It is easy to lie with statistics. Or so the cliché goes. It is also very difficult to uncover these lies without statistical methods – at least of the right kind. Self-correcting statistical methods are needed, and, with minimal technical fanfare, that’s what I aim to illuminate.[ii]

Self-critical methods can also be ,inadvertently, self-destructive, if criticism isn’t handled in a constructive manner in  appraising competing methods. Here’s what I mean:

Question 2. Isn’t it possible that the more self-critical and honest methods, in their willingness to concede defects due to perverse incentives, may lose out in the battle with less self-critical and less self-effacing methodologies? Brad Efron (1998) is right to say the frequentist (error statistician) is the pessimist, who worries that “if anything can go wrong it will,” while the Bayesian optimistically assumes if anything can go right it will (Efron 1998, p. 99). Suppose error statisticians hold themselves to a uniquely high standard, deeply skeptical of findings that lack valid error probabilities. They scrutinize models, acknowledging that multiple testing, optional stopping, data-dredging and other biasing selection effects can readily undermine the integrity of these probabilities. Suppose that when statisticians from other schools criticize their tests for allowing illicit p-value, the error statistician confesses: “Yes, we are largely corrupt,” while Bayesians or other statisticians reply: “I agree, you are corrupt, but we’re not!”
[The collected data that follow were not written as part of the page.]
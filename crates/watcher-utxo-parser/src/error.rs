use thiserror::Error;

/// Not-a-transfer is the overwhelmingly common case for any given mainchain
/// transaction — these variants exist for completeness and debugging, not
/// because callers branch on them. [`crate::parser::Parser::extract_transfers`]
/// never surfaces them; it silently skips non-matching transactions.
#[derive(Error, Debug, Clone, PartialEq, Eq)]
pub enum ParseError {
    #[error("no OP_RETURN output")]
    NoOpReturn,

    #[error("magic bytes mismatch")]
    MagicMismatch,

    #[error("no output paying a covenant address")]
    NoCovenantOutput,

    #[error("malformed destination address, got {0} bytes")]
    InvalidDestAddress(usize),
}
How do statisticians ensure that methods that open themselves to criticism for severe testing violations are not replaced by tools that are less capable of error control?  I asked a question in my Neyman seminar as to whether accounts of evidence that are insensitive to error probabilities somehow escape the consequences of biasing selection effects. We did not discuss it, but my answer was: not for a severe tester. Good science requires being able to apply severity at the meta-level–in scrutinizing inferences and arguments about which methods to use for given problems. The same kind of social and ethical conflicts that Stark so aptly uncovers are operative here. Here, I think Statistics might be ideally positioned to call them out, although they rarely do. [iii]

Question 3. How, specifically, might statistical instructors tackle the issues raised in Stark’s Question 4? (See Part II.) Question 4(c) notes the need for a correct elucidation of the meaning of concepts. However, it seems to me that the kind of strictly correct, but shallow and unenthusiastic, recitals of definitions of things like p-values that we often see scarcely help. I say that a genuine appreciation of their value would also be required. If one adopts, as a default, a pessimistic standpoint, it can be an obstacle to communicating what error-statistical thinking is all about. Another obstacle to a non-equivocal interpretation, even if only unconscious, is being wedded to a notion of evidence and inference at odds with the one underlying statistical tests.
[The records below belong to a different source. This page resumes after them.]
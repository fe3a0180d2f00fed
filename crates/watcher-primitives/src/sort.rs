//! Deterministic merge-and-sort for both nomination flavors.
//!
//! Nominations merge by pubkey (summing counts), then sort by count
//! descending with ties broken by pubkey ascending. That tie-break is
//! implemented as a two-pass *stable* sort — ascending pubkey first, then
//! stable descending count — rather than a single comparator, so the
//! ordering is exercised the same way a reader would reason about it: two
//! independent builds over the same input multiset must produce
//! byte-identical output.

use std::collections::HashMap;

use crate::{
    block::MainchainBlock,
    nomination::{CcNomination, Nomination},
};

pub fn merge_nominations(blocks: &[&MainchainBlock]) -> Vec<Nomination> {
    let mut counts: HashMap<_, u64> = HashMap::new();
    for block in blocks {
        for nom in &block.nominations {
            *counts.entry(nom.pubkey).or_insert(0) += nom.count;
        }
    }

    let mut merged: Vec<_> = counts.into_iter().collect();
    merged.sort_by(|a, b| a.0.cmp(&b.0));
    merged.sort_by(|a, b| b.1.cmp(&a.1));

    merged
        .into_iter()
        .map(|(pubkey, count)| Nomination { pubkey, count })
        .collect()
}

pub fn merge_cc_nominations(blocks: &[&MainchainBlock]) -> Vec<CcNomination> {
    let mut counts: HashMap<_, (u64, Vec<u8>)> = HashMap::new();
    for block in blocks {
        for nom in &block.cc_nominations {
            let entry = counts
                .entry(nom.pubkey)
                .or_insert_with(|| (0, nom.metadata.clone()));
            entry.0 += nom.count;
            entry.1 = nom.metadata.clone();
        }
    }

    let mut merged: Vec<_> = counts.into_iter().collect();
    merged.sort_by(|a, b| a.0.cmp(&b.0));
    merged.sort_by(|a, b| b.1 .0.cmp(&a.1 .0));

    merged
        .into_iter()
        .map(|(pubkey, (count, metadata))| CcNomination {
            pubkey,
            count,
            metadata,
        })
        .collect()
}
//! Bounded exponential backoff for the facade's `retry_forever` calls.
//!
//! The distilled contract only says "bounded sleep between attempts" — this
//! is not an unbounded tight loop, and not a multi-hour wait either. Delay
//! grows by 1.5x per attempt up to a fixed cap.

use std::time::Duration;

#[derive(Clone, Copy, Debug)]
pub struct Backoff {
    base: Duration,
    cap: Duration,
}

impl Default for Backoff {
    fn default() -> Self {
        Self {
            base: Duration::from_millis(250),
            cap: Duration::from_secs(5),
        }
    }
}

impl Backoff {
    pub fn new(base: Duration, cap: Duration) -> Self {
        Self { base, cap }
    }

    /// Delay before the `attempt`-th retry (1-indexed), 1.5x growth per step.
    pub fn delay_for(&self, attempt: u32) -> Duration {
        let multiplier = 1.5f64.powi(attempt.min(32) as i32);
        let millis = (self.base.as_millis() as f64 * multiplier) as u64;
        Duration::from_millis(millis).min(self.cap)
    }
}

/// Calls `attempt` until it returns `Some`, sleeping with [`Backoff`] between
/// tries and logging once per failure at `warn`. Used for `retryForever`
/// facade calls where giving up is not an option (e.g. `getLatestHeight`
/// during catch-up).
pub async fn retry_forever<T, F, Fut>(what: &str, backoff: Backoff, mut attempt: F) -> T
where
    F: FnMut() -> Fut,
    Fut: std::future::Future<Output = Option<T>>,
{
    let mut tries: u32 = 0;
    loop {
        if let Some(value) = attempt().await {
            return value;
        }
        tries += 1;
        tracing::warn!(what, tries, "rpc call failed, retrying");
        tokio::time::sleep(backoff.delay_for(tries)).await;
    }
}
In Regina Nuzzo’s “Tips for communicating p-values”(2018) she says

One little-known requirement… is that all analyses and results be presented, no matter the outcome. Yes, these seem like strange, nit-picky rules, but they’re part of the deal when using p-values. (Nuzzo, 2018)

It’s a cool paper, (discussed in my blogpost), but are these “strange, nit-picky rules”? Are other methods for the job of distinguishing genuine free spurious statistical effects free of such rules? Effective communication requires something like an “enthusiastic grasp” of what the tools can accomplish, and how violating the “strange” rules permit being fooled by randomness. Statisticians might be better able to describe what I’m after. The type of passion-driven statistics is found in Stark’s own work.
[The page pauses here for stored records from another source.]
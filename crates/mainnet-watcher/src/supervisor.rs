//! Wires the RPC facade, pipeline, aggregator state, primer, and collector
//! together (§4.7), and exposes the read-only accessors other subsystems
//! poll for telemetry/RPC responses.

use std::{sync::Arc, time::Duration};

use mainnet_watcher_primitives::{Epoch, MonitorVoteInfo, VoteInfoRecord};
use mainnet_watcher_rpc::MainchainClient;
use tokio::sync::{mpsc, Mutex, RwLock};
use tokio_util::sync::CancellationToken;
use tracing::{info, warn};

use crate::{
    collector::{Executor, UtxoCollector, UtxoRescanContextProvider},
    config::WatcherConfig,
    error::SupervisorError,
    pipeline::CatchupPipeline,
    primer::SidechainClient,
    state::WatcherState,
};

type CollectorDeps = (Arc<dyn UtxoRescanContextProvider>, Arc<Mutex<dyn Executor>>);

pub struct Supervisor<C: MainchainClient> {
    client: Option<Arc<C>>,
    config: WatcherConfig,
    state: Arc<RwLock<WatcherState>>,
    catchup_latch: CancellationToken,
    shutdown: CancellationToken,
    collector_deps: Option<CollectorDeps>,
}

impl<C: MainchainClient> Supervisor<C> {
    /// `client: None` immediately closes the catch-up latch and makes
    /// `Run()` a no-op — this is what lets consumers unit test the
    /// supervisor's read-only accessors without a live mainchain RPC
    /// endpoint (§4.7).
    ///
    /// `collector_deps`, when supplied, is the `(context_provider,
    /// executor)` pair the UTXO collector needs (§4.6); `run` spawns it
    /// alongside the catch-up pipeline unless `config.is_amber` is set.
    pub fn new(
        client: Option<Arc<C>>,
        config: WatcherConfig,
        last_height: u64,
        last_known_epoch_num: u64,
        collector_deps: Option<CollectorDeps>,
    ) -> (Self, mpsc::Receiver<Epoch>, mpsc::Receiver<MonitorVoteInfo>) {
        let (epoch_tx, epoch_rx) = mpsc::channel(10_000);
        let (mv_tx, mv_rx) = mpsc::channel(5_000);

        let state = WatcherState::new(
            last_height,
            last_known_epoch_num,
            config.num_blocks_in_epoch,
            config.start_mainnet_height_for_cc,
            config.monitor_info_clean_threshold,
            epoch_tx,
            mv_tx,
        );

        let supervisor = Self {
            client,
            config,
            state: Arc::new(RwLock::new(state)),
            catchup_latch: CancellationToken::new(),
            shutdown: CancellationToken::new(),
            collector_deps,
        };

        (supervisor, epoch_rx, mv_rx)
    }

    /// Drives the primer (if configured) then the catch-up pipeline forever.
    /// Returns immediately if no RPC client is configured.
    pub async fn run(&self, sidechain_client: Option<&dyn SidechainClient>) {
        let Some(client) = self.client.clone() else {
            info!("no mainchain rpc client configured; closing catch-up latch immediately");
            self.catchup_latch.cancel();
            return;
        };

        if self.config.speedup {
            if let Some(sidechain_client) = sidechain_client {
                let mut state = self.state.write().await;
                crate::primer::prime(
                    &mut state,
                    sidechain_client,
                    self.config.num_blocks_in_epoch,
                    0,
                )
                .await;
            } else {
                warn!("speedup enabled but no sidechain client supplied; skipping primer");
            }
        }

        let collector_task = self.spawn_collector(client.clone());

        let pipeline = CatchupPipeline::new(
            client,
            self.config.parallelism,
            self.config.finalize_depth,
            Duration::from_secs(self.config.waiting_block_delay_secs),
            self.catchup_latch.clone(),
        );

        pipeline.run(self.state.clone(), self.shutdown.clone()).await;

        if let Some(task) = collector_task {
            let _ = task.await;
        }
    }

    /// Spawns the UTXO collector alongside the pipeline (§4.6, §4.7), unless
    /// the chain is the "amber" test variant or no collector deps were
    /// supplied to [`Supervisor::new`].
    fn spawn_collector(&self, client: Arc<C>) -> Option<tokio::task::JoinHandle<()>> {
        if self.config.is_amber {
            info!("amber chain variant; utxo collector disabled");
            return None;
        }

        let (context_provider, executor) = self.collector_deps.as_ref()?;

        let magic_bytes = match self.config.deposit_magic_bytes_decoded() {
            Ok(bytes) => bytes,
            Err(err) => {
                warn!(%err, "invalid deposit magic bytes; utxo collector not started");
                return None;
            }
        };

        let collector = UtxoCollector::new(
            client,
            context_provider.clone(),
            executor.clone(),
            self.config.parallelism,
            self.config.finalize_depth,
            self.config.start_mainnet_height_for_cc,
            magic_bytes,
            self.config.deposit_quantity_sats,
        );

        let state = self.state.clone();
        let shutdown = self.shutdown.clone();
        Some(tokio::spawn(async move {
            collector.run(state, shutdown).await;
        }))
    }

    /// Resolves once the catch-up pipeline first reaches the mainchain tip.
    pub async fn wait_catchup(&self) {
        self.catchup_latch.cancelled().await;
    }

    /// Probes the facade with a single non-retrying fetch and panics if the
    /// RPC is unhealthy (§4.7's `CheckSanity`). `skip` lets startup code
    /// bypass the probe entirely, e.g. in environments with no live
    /// mainchain RPC configured.
    ///
    /// # Panics
    ///
    /// Panics if `skip` is `false` and the probe fetch fails or returns a
    /// zero height. Startup-time sanity checks are the one place this crate
    /// treats an unhealthy dependency as fatal rather than recoverable,
    /// matching the distilled spec's literal `CheckSanity` behavior.
    pub async fn check_sanity(&self, skip: bool) {
        if skip {
            return;
        }

        let Some(client) = &self.client else {
            panic!("{}", SupervisorError::NoRpcClient);
        };

        match client.get_latest_height(false).await {
            Some(height) if height > 0 => {}
            _ => panic!(
                "{}",
                SupervisorError::SanityCheckFailed("mainchain rpc returned no usable tip".into())
            ),
        }
    }

    pub fn shutdown(&self) {
        self.shutdown.cancel();
    }

    pub async fn current_block_timestamp(&self) -> i64 {
        self.state.read().await.current_block_timestamp()
    }

    pub async fn latest_finalized_height(&self) -> u64 {
        self.state.read().await.latest_finalized_height()
    }

    /// Closed epoch/monitor-vote history, with the still-open epoch
    /// appended as its own record (§4.7).
    pub async fn history(&self) -> Vec<VoteInfoRecord> {
        self.state.read().await.history_with_in_progress()
    }

    /// The still-open epoch, built on demand from whatever blocks have
    /// landed in the current window so far. `None` before the first block
    /// of a new window has been finalized.
    pub async fn current_epoch(&self) -> Option<Epoch> {
        self.state.read().await.current_epoch()
    }
}

#[cfg(test)]
mod tests {
    use mainnet_watcher_rpc::mock::MockMainchainClient;

    use super::*;

    fn test_config() -> WatcherConfig {
        WatcherConfig {
            mainnet_rpc_url: "http://localhost".into(),
            mainnet_rpc_username: String::new(),
            mainnet_rpc_password: String::new(),
            smartbch_rpc_url: None,
            speedup: false,
            num_blocks_in_epoch: 10,
            waiting_block_delay_secs: 1,
            parallelism: 10,
            start_mainnet_height_for_cc: 0,
            finalize_depth: 1,
            is_amber: false,
            monitor_info_clean_threshold: 5,
            deposit_magic_bytes: String::new(),
            deposit_quantity_sats: 0,
        }
    }

    #[tokio::test]
    async fn no_client_closes_latch_immediately() {
        let (supervisor, _epoch_rx, _mv_rx) =
            Supervisor::<MockMainchainClient>::new(None, test_config(), 0, 0, None);

        supervisor.run(None).await;
        supervisor.wait_catchup().await;
    }

    #[tokio::test]
    #[should_panic(expected = "no mainchain rpc client configured")]
    async fn sanity_check_panics_without_client() {
        let (supervisor, _epoch_rx, _mv_rx) =
            Supervisor::<MockMainchainClient>::new(None, test_config(), 0, 0, None);
        supervisor.check_sanity(false).await;
    }

    #[tokio::test]
    async fn sanity_check_skipped_without_client() {
        let (supervisor, _epoch_rx, _mv_rx) =
            Supervisor::<MockMainchainClient>::new(None, test_config(), 0, 0, None);
        supervisor.check_sanity(true).await;
    }

    #[tokio::test]
    async fn sanity_check_passes_with_healthy_client() {
        let client = Arc::new(MockMainchainClient::new(42));
        let (supervisor, _epoch_rx, _mv_rx) =
            Supervisor::new(Some(client), test_config(), 0, 0, None);
        supervisor.check_sanity(false).await;
    }

    #[tokio::test]
    async fn current_epoch_is_none_before_any_block() {
        let (supervisor, _epoch_rx, _mv_rx) =
            Supervisor::<MockMainchainClient>::new(None, test_config(), 0, 0, None);
        assert!(supervisor.current_epoch().await.is_none());
    }
}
What do readers think? I now turn to some of Stark’s suggestions in Stark and Saltelli (2018).

Part II. What Can Statisticians Do? Some suggestions from Stark and Saltelli (2018)

  • Statisticians can help with important, controversial issues with immediate consequences for society. We can help fight power asymmetries in the use of evidence. We can stand up for the responsible use of statistics, even when that means taking personal risks.
  • We should be vocally critical of cargo-cult statistics, including where study design is ignored, where p-values, confidence intervals and posterior distributions are misused… We should be critical even when the abuses involve politically charged issues, such as the social cost of climate change. …
  • We can insist that “service” courses foster statistical thinking, deep understanding, and appropriate scepticism, rather than promulgating cargo-cult statistics. We can help empower individuals to appraise quantitative information critically – to be informed, effective citizens of the world. …
  • When we appraise each other’s work in academia, we can ignore impact factors, citation counts, and the like: they do not measure importance, correctness, or quality. We can pay attention to the work itself, rather than the masthead of the journal in which it appeared, the press coverage it received, or the funding that supported it. We can insist on evidence that the work is correct – on reproducibility and replicability – rather than pretend that editors and referees can reliably vet research by proxy when the requisite evidence was not even submitted for scrutiny.
  • We can decline to referee manuscripts that do not include enough information to tell whether they are correct. We can commit to working reproducibly, to publishing code and data, and generally to contributing to the intellectual commons.
  • And we can be of service. Direct involvement of statisticians on the side of citizens in societal and environmental problems can help earn the justified trust of society. …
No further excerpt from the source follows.